A virtual reconstruction becomes credible when it is built from evidence, shaped by interpretation and handled with sensitivity. This is especially important for Tunnel 57, where the story is not abstract. It is about real people, real risk and a real escape under the Berlin Wall.
Tunnel 57 as a careful encounter with history
Tunnel 57 reconstructs an escape that took place in October 1964. Visitors enter a confined, photorealistic version of the 145 metre tunnel, a space roughly 90 centimetres high and 60 centimetres wide. The experience brings together reconstructed environments, archival media and first person testimony to place users inside the physical and emotional conditions of escape.
The aim is not to let visitors play through this history. The aim is to help them encounter it with attention.
The experience is built around a high fidelity digital twin of the Tunnel 57 site, created through photogrammetry and volumetric scans. It also includes a scanned, rigged time witness, Burkhard Veigel. His presence anchors the experience in lived memory instead of fictional narration.
That choice matters. XR can invent almost anything. Using a real witness is a way of setting limits. It tells the visitor that this is not fantasy. It is a recreation with sources, people and consequences.
Haptics with purpose
Haptics can easily become a gimmick. A vibration here, a buzz there, a quick effect to make something feel more exciting. Tunnel 57 uses touch in a more thoughtful way.
The haptic vest and gloves communicate tunnel tightness and resistance during key interactions. The pressure of the vest hints at confinement. Resistance in the gloves makes digging feel effortful instead of symbolic. The body becomes part of the interpretation.
This does not turn the experience into a game. It makes the physical reality of escape harder to treat as an idea on a screen.
Creating space to think
One of the strongest parts of Tunnel 57 is its pacing. The visitor is not encouraged to rush from one action to the next. The experience uses narration, archival material, sound and silence to create moments of attention.
Archival images appear as evidence. A sombre voice gives historical context. Urgent audio cues bring tension into the scene. Personal details such as photographs, belongings, love, separation and risk move the story away from abstract history and toward human consequence.
A good cultural XR experience should ask what the visitor needs to understand, not only what the visitor can do.
What early testing showed
The hubraum Vision Xperience test gave useful early signals. On 24 February 2026, 15 participants tried the Tunnel 57 demonstrator in a semi-public setting. The strongest responses centred on embodied and narrative moments. People reacted to crouching through the tunnel, digging, feeling haptic feedback and encountering the elderly eyewitness.
The test also showed what still needs work. Onboarding has to be clearer, especially for visitors who are less familiar with headsets and haptic hardware. Haptic feedback needs careful tuning so it feels meaningful and comfortable. The storytelling also needs the right rhythm. Witness led content can be powerful, but too much information at once can overwhelm visitors.
The lesson is simple. Immersion is not the final goal, meaningful interpretation is.
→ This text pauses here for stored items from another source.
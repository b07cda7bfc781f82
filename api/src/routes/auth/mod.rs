//! # auth Routes Module
//!
//! This module defines and wires up the session lifecycle routes.
//!
//! ## Structure
//! - `post.rs` — POST handlers (login)
//! - `get.rs` — GET handlers (logout, current session info)
//!
//! ## Usage
//! `auth_routes()` returns the root-level `/login` and `/logout` routes;
//! `GET /api/me` is wired separately in `routes::routes` because it sits
//! behind the authenticated layer.

pub mod get;
pub mod post;

use axum::{
    Router,
    routing::{get, post},
};
use util::state::AppState;

use get::logout;
use post::login;

/// Builds the root-level auth routes.
///
/// - `POST /login` → `login`
/// - `GET /logout` → `logout`
pub fn auth_routes() -> Router<AppState> {
    Router::new()
        .route("/login", post(login))
        .route("/logout", get(logout))
}
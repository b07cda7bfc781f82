use crate::seed::{Seeder, run_seeder};
use crate::seeds::{course::CourseSeeder, enrollment::EnrollmentSeeder, user::UserSeeder};

mod seed;
mod seeds;

#[tokio::main]
async fn main() {
    dotenvy::dotenv().ok();
    let db = db::connect().await;

    for (seeder, name) in [
        (Box::new(UserSeeder) as Box<dyn Seeder + Send + Sync>, "User"),
        (Box::new(CourseSeeder), "Course"),
        (Box::new(EnrollmentSeeder), "Enrollment"),
    ] {
        run_seeder(&*seeder, name, &db).await;
    }
}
Why this matters for adoption
For cultural institutions, the adoption case for PRESENCE depends on trust. Museums do not need technology that feels spectacular but is difficult to run, hard to explain or disconnected from curatorial purpose.
They need experiences that can be introduced clearly, operated realistically and justified educationally. PRESENCE is strongest when it helps visitors move from passive consumption toward active, embodied understanding. Tunnel 57 shows how that can happen when haptics, spatial reconstruction and witness based storytelling serve the historical material.
What comes next
The next step is to make Tunnel 57 more precise. That means clearer onboarding, refined haptic profiles, stronger pacing and further testing with visitors and cultural heritage professionals.
Tunnel 57 is one place, one story and one emotional register. The wider principle can travel further. Cultural XR earns trust when it starts with significance, uses sources carefully, respects sensitivity, reduces friction for visitors and measures real value over time.
The future of immersive heritage will not belong to the loudest technology. It will belong to experiences that use presence to deepen attention and protect meaning.